* [Study material]
BEGIN
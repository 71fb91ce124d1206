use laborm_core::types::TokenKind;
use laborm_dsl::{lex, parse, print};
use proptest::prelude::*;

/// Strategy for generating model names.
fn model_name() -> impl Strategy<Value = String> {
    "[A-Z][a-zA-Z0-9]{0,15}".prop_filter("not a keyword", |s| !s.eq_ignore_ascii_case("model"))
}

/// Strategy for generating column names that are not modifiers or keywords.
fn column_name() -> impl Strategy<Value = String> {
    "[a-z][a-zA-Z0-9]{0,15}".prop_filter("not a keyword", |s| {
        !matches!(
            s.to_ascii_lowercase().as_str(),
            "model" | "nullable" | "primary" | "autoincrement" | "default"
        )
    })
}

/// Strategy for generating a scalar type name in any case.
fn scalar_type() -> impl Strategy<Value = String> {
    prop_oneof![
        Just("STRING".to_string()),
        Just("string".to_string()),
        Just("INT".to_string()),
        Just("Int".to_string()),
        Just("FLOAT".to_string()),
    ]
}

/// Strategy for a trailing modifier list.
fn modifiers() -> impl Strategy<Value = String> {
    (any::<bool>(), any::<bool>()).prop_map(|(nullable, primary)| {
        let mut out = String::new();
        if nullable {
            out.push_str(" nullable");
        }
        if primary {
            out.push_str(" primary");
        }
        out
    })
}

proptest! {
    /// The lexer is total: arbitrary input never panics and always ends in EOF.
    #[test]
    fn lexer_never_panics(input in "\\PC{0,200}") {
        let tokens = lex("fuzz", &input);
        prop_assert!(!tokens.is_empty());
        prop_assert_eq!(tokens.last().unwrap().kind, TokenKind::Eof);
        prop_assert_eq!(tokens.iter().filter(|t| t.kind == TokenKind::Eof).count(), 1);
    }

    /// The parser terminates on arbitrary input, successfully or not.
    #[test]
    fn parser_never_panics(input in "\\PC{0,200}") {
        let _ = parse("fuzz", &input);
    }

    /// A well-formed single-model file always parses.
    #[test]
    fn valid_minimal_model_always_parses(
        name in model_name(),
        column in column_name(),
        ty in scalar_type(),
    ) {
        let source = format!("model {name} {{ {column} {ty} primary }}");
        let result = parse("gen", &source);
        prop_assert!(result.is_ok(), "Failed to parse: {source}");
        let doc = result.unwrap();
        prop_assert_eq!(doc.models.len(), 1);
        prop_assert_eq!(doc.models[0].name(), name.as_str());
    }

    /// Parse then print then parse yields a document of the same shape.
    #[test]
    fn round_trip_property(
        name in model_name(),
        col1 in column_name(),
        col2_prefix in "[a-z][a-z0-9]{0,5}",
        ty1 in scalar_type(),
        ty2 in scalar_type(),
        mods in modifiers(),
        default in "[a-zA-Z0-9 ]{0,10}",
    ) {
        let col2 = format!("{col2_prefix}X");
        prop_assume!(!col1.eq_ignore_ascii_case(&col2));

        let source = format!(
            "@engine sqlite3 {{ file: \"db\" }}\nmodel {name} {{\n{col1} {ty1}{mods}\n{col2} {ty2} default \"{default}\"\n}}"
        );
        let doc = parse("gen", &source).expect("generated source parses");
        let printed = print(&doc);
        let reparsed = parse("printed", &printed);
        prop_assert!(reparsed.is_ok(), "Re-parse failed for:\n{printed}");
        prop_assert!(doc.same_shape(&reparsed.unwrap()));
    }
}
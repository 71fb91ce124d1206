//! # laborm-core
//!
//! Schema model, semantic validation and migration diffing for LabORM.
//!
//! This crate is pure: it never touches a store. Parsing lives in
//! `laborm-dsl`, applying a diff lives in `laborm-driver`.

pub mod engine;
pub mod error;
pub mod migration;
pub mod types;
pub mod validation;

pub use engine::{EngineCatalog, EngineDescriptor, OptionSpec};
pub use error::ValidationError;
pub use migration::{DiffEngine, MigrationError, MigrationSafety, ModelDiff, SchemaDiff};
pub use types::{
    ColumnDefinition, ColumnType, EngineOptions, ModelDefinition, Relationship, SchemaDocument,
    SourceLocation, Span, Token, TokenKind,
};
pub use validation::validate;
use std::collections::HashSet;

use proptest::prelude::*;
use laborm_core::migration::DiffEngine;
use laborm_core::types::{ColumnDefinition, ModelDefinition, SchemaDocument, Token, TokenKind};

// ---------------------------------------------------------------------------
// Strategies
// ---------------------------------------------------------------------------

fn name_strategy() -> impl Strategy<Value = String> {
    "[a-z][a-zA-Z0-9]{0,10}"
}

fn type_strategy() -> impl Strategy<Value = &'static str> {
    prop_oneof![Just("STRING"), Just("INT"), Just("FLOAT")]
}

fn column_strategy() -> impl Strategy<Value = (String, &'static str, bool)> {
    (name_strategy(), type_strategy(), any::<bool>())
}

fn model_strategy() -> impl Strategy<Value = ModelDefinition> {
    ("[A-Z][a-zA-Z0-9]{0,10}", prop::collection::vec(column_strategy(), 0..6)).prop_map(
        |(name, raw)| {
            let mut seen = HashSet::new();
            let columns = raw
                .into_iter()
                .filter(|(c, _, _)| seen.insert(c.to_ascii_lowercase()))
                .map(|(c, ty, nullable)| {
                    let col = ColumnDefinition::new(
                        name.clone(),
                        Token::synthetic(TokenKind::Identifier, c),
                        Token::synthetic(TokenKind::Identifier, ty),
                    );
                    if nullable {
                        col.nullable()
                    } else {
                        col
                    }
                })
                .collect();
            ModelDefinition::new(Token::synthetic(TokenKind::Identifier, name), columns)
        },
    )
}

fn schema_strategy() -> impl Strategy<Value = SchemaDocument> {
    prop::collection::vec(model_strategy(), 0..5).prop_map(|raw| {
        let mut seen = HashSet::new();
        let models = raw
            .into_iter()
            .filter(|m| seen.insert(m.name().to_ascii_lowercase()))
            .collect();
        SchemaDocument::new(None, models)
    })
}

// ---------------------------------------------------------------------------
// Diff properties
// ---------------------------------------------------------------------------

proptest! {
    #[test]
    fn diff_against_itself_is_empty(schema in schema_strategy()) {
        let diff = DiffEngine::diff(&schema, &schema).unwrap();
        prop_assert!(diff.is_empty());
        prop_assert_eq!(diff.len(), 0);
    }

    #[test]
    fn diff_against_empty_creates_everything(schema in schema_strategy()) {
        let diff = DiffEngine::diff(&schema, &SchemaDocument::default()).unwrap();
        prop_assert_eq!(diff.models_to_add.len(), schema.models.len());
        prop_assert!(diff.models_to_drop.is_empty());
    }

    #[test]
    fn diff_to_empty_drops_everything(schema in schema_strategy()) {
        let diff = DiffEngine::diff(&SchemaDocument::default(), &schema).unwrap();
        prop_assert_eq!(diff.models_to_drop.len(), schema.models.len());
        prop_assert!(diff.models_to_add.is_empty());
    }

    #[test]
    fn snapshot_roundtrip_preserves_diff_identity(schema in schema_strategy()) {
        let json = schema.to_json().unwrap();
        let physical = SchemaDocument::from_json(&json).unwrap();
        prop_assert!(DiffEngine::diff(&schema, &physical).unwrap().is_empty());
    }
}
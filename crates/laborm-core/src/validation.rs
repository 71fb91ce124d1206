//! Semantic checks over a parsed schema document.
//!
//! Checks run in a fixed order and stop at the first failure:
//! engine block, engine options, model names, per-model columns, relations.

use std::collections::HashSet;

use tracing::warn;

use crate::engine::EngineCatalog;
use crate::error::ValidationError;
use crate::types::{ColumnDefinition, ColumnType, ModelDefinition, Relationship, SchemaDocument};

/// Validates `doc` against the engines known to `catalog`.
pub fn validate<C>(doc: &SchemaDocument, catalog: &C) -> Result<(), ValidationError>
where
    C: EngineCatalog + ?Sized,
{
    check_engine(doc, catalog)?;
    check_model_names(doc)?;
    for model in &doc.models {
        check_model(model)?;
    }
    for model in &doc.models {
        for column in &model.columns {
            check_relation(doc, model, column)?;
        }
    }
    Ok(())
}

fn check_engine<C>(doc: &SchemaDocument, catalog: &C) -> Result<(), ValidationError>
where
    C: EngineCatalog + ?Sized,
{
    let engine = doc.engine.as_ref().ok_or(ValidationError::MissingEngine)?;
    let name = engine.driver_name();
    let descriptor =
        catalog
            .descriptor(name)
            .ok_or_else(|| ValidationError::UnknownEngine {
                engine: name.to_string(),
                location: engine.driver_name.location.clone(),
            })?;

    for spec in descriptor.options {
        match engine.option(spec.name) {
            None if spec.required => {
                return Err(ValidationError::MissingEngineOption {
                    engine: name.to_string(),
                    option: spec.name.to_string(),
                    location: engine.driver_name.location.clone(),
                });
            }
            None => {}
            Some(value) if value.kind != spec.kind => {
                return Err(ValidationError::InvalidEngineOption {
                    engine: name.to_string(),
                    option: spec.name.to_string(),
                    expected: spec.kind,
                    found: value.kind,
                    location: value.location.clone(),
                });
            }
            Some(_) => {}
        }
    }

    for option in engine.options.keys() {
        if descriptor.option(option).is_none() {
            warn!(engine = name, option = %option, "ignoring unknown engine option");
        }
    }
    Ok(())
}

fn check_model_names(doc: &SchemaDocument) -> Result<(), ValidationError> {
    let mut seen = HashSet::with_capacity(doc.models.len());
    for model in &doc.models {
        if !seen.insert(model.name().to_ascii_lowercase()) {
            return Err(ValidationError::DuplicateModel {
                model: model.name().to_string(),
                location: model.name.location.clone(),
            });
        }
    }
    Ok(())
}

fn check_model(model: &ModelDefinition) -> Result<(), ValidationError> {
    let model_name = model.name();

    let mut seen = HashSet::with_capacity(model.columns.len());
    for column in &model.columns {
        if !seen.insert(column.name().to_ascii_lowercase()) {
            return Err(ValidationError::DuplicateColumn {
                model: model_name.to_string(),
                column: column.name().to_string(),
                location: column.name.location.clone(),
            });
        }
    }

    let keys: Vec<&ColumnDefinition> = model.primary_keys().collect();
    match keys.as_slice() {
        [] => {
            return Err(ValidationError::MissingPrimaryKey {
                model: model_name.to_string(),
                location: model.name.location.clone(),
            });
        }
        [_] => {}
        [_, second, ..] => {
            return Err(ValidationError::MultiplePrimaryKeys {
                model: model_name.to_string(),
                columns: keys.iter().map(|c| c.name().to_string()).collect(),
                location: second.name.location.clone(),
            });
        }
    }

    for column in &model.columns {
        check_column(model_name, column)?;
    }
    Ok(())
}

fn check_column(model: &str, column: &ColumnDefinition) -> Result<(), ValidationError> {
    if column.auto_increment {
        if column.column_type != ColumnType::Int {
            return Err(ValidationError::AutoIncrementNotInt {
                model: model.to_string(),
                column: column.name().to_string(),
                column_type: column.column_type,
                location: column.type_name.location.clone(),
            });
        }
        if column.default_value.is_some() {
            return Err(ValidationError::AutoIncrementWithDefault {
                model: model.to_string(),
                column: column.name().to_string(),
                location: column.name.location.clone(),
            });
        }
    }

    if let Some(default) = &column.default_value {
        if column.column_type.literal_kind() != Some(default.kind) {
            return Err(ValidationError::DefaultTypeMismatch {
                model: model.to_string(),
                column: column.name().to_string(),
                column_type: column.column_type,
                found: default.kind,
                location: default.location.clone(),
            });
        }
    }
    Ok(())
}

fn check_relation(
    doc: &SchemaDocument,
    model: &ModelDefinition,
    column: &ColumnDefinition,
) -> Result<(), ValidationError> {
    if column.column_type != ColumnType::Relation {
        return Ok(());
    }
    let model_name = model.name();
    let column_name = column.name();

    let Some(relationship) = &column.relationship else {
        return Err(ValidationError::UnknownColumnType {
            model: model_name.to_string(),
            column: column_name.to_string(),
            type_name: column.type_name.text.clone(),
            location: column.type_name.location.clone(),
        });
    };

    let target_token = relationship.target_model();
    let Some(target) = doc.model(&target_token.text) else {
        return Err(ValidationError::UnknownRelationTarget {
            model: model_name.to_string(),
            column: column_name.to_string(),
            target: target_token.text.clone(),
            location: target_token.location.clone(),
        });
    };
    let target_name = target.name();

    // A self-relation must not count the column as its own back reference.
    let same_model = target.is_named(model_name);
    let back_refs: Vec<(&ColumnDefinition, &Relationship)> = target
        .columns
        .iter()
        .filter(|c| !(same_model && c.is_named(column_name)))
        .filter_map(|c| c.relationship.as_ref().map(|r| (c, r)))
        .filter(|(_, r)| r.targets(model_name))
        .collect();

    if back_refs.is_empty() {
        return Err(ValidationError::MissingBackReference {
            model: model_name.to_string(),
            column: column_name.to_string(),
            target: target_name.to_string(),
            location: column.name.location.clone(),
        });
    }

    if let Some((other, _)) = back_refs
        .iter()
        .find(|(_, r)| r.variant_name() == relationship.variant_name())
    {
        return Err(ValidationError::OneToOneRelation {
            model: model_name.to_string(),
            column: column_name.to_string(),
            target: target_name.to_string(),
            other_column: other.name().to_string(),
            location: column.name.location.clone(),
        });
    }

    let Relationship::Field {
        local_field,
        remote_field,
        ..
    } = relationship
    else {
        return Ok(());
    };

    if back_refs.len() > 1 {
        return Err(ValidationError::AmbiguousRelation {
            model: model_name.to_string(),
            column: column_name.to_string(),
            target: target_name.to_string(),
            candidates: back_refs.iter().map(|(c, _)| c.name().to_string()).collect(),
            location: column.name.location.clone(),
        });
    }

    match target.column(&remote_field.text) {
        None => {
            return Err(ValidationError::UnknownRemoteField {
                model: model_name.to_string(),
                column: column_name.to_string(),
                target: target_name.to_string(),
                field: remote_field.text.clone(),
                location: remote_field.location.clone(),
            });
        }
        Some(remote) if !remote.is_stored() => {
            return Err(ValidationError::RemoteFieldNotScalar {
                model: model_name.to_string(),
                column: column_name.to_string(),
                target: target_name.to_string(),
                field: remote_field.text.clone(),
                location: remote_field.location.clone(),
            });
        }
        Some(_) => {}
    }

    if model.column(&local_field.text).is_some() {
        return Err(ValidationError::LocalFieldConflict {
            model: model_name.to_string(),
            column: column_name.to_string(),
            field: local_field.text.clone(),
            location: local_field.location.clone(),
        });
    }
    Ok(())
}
END
* [Task description] For the word "bool", go through the records and show each line that carries it.

* [Response to this exercise]
    (any::<bool>(), any::<bool>()).prop_map(|(nullable, primary)| {
fn column_strategy() -> impl Strategy<Value = (String, &'static str, bool)> {
    (name_strategy(), type_strategy(), any::<bool>())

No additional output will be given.